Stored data
········

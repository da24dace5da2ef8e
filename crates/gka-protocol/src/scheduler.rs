//! Scatter-delay retransmission scheduling.
//!
//! The protocol state never sleeps. It asks for a [`Task`] to be run after a
//! delay; the event loop keeps the deadlines here and hands expired tasks
//! back through `on_timer`, where the state re-checks the task's guard and
//! re-arms it if the step still needs repeating.
use std::collections::HashMap;
use std::ops::Add;
use std::time::Duration;

/// A deferred or repeating protocol step. At most one deadline per task.
#[derive(Debug, Clone, Copy, PartialEq, Eq, Hash, PartialOrd, Ord)]
pub enum Task {
    Find,
    Offer,
    Request,
    Response,
    MemberInfoRequest,
    MemberInfoResponse,
    SynchRequest,
    SynchResponse,
    SynchToken,
    Finish,
    FinishAck,
    FinishTimeout,
}

/// Deadline table keyed by task.
///
/// Generic over the clock so simulations can drive it with virtual time;
/// the runtime uses [`tokio::time::Instant`].
#[derive(Debug, Clone)]
pub struct Scheduler<T = tokio::time::Instant> {
    deadlines: HashMap<Task, T>,
}

impl<T> Default for Scheduler<T> {
    fn default() -> Self {
        Self {
            deadlines: HashMap::new(),
        }
    }
}

impl<T> Scheduler<T>
where
    T: Copy + Ord + Add<Duration, Output = T>,
{
    pub fn new() -> Self {
        Self::default()
    }

    /// Arm `task` to fire at `now + delay`, replacing any earlier deadline.
    pub fn arm(&mut self, task: Task, now: T, delay: Duration) {
        self.deadlines.insert(task, now + delay);
    }

    pub fn cancel(&mut self, task: Task) {
        self.deadlines.remove(&task);
    }

    pub fn is_armed(&self, task: Task) -> bool {
        self.deadlines.contains_key(&task)
    }

    pub fn next_deadline(&self) -> Option<T> {
        self.deadlines.values().copied().min()
    }

    /// Remove and return every task due at `now`, earliest first.
    pub fn pop_expired(&mut self, now: T) -> Vec<Task> {
        let mut due: Vec<(T, Task)> = self
            .deadlines
            .iter()
            .filter(|(_, at)| **at <= now)
            .map(|(task, at)| (*at, *task))
            .collect();
        due.sort();
        for (_, task) in &due {
            self.deadlines.remove(task);
        }
        due.into_iter().map(|(_, task)| task).collect()
    }

    pub fn clear(&mut self) {
        self.deadlines.clear();
    }

    pub fn len(&self) -> usize {
        self.deadlines.len()
    }

    pub fn is_empty(&self) -> bool {
        self.deadlines.is_empty()
    }
}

········

Aim of the exercise -
Nothing in the entries above should differ when you return them in full.

Final answer -
repository da24dace5da2ef8e
filename crates/gka-protocol/src/scheduler.rs
//! Scatter-delay retransmission scheduling.
//!
//! The protocol state never sleeps. It asks for a [`Task`] to be run after a
//! delay; the event loop keeps the deadlines here and hands expired tasks
//! back through `on_timer`, where the state re-checks the task's guard and
//! re-arms it if the step still needs repeating.
use std::collections::HashMap;
use std::ops::Add;
use std::time::Duration;

/// A deferred or repeating protocol step. At most one deadline per task.
#[derive(Debug, Clone, Copy, PartialEq, Eq, Hash, PartialOrd, Ord)]
pub enum Task {
    Find,
    Offer,
    Request,
    Response,
    MemberInfoRequest,
    MemberInfoResponse,
    SynchRequest,
    SynchResponse,
    SynchToken,
    Finish,
    FinishAck,
    FinishTimeout,
}

/// Deadline table keyed by task.
///
/// Generic over the clock so simulations can drive it with virtual time;
/// the runtime uses [`tokio::time::Instant`].
#[derive(Debug, Clone)]
pub struct Scheduler<T = tokio::time::Instant> {
    deadlines: HashMap<Task, T>,
}

impl<T> Default for Scheduler<T> {
    fn default() -> Self {
        Self {
            deadlines: HashMap::new(),
        }
    }
}

impl<T> Scheduler<T>
where
    T: Copy + Ord + Add<Duration, Output = T>,
{
    pub fn new() -> Self {
        Self::default()
    }

    /// Arm `task` to fire at `now + delay`, replacing any earlier deadline.
    pub fn arm(&mut self, task: Task, now: T, delay: Duration) {
        self.deadlines.insert(task, now + delay);
    }

    pub fn cancel(&mut self, task: Task) {
        self.deadlines.remove(&task);
    }

    pub fn is_armed(&self, task: Task) -> bool {
        self.deadlines.contains_key(&task)
    }

    pub fn next_deadline(&self) -> Option<T> {
        self.deadlines.values().copied().min()
    }

    /// Remove and return every task due at `now`, earliest first.
    pub fn pop_expired(&mut self, now: T) -> Vec<Task> {
        let mut due: Vec<(T, Task)> = self
            .deadlines
            .iter()
            .filter(|(_, at)| **at <= now)
            .map(|(task, at)| (*at, *task))
            .collect();
        due.sort();
        for (_, task) in &due {
            self.deadlines.remove(task);
        }
        due.into_iter().map(|(_, task)| task).collect()
    }

    pub fn clear(&mut self) {
        self.deadlines.clear();
    }

    pub fn len(&self) -> usize {
        self.deadlines.len()
    }

    pub fn is_empty(&self) -> bool {
        self.deadlines.is_empty()
    }
}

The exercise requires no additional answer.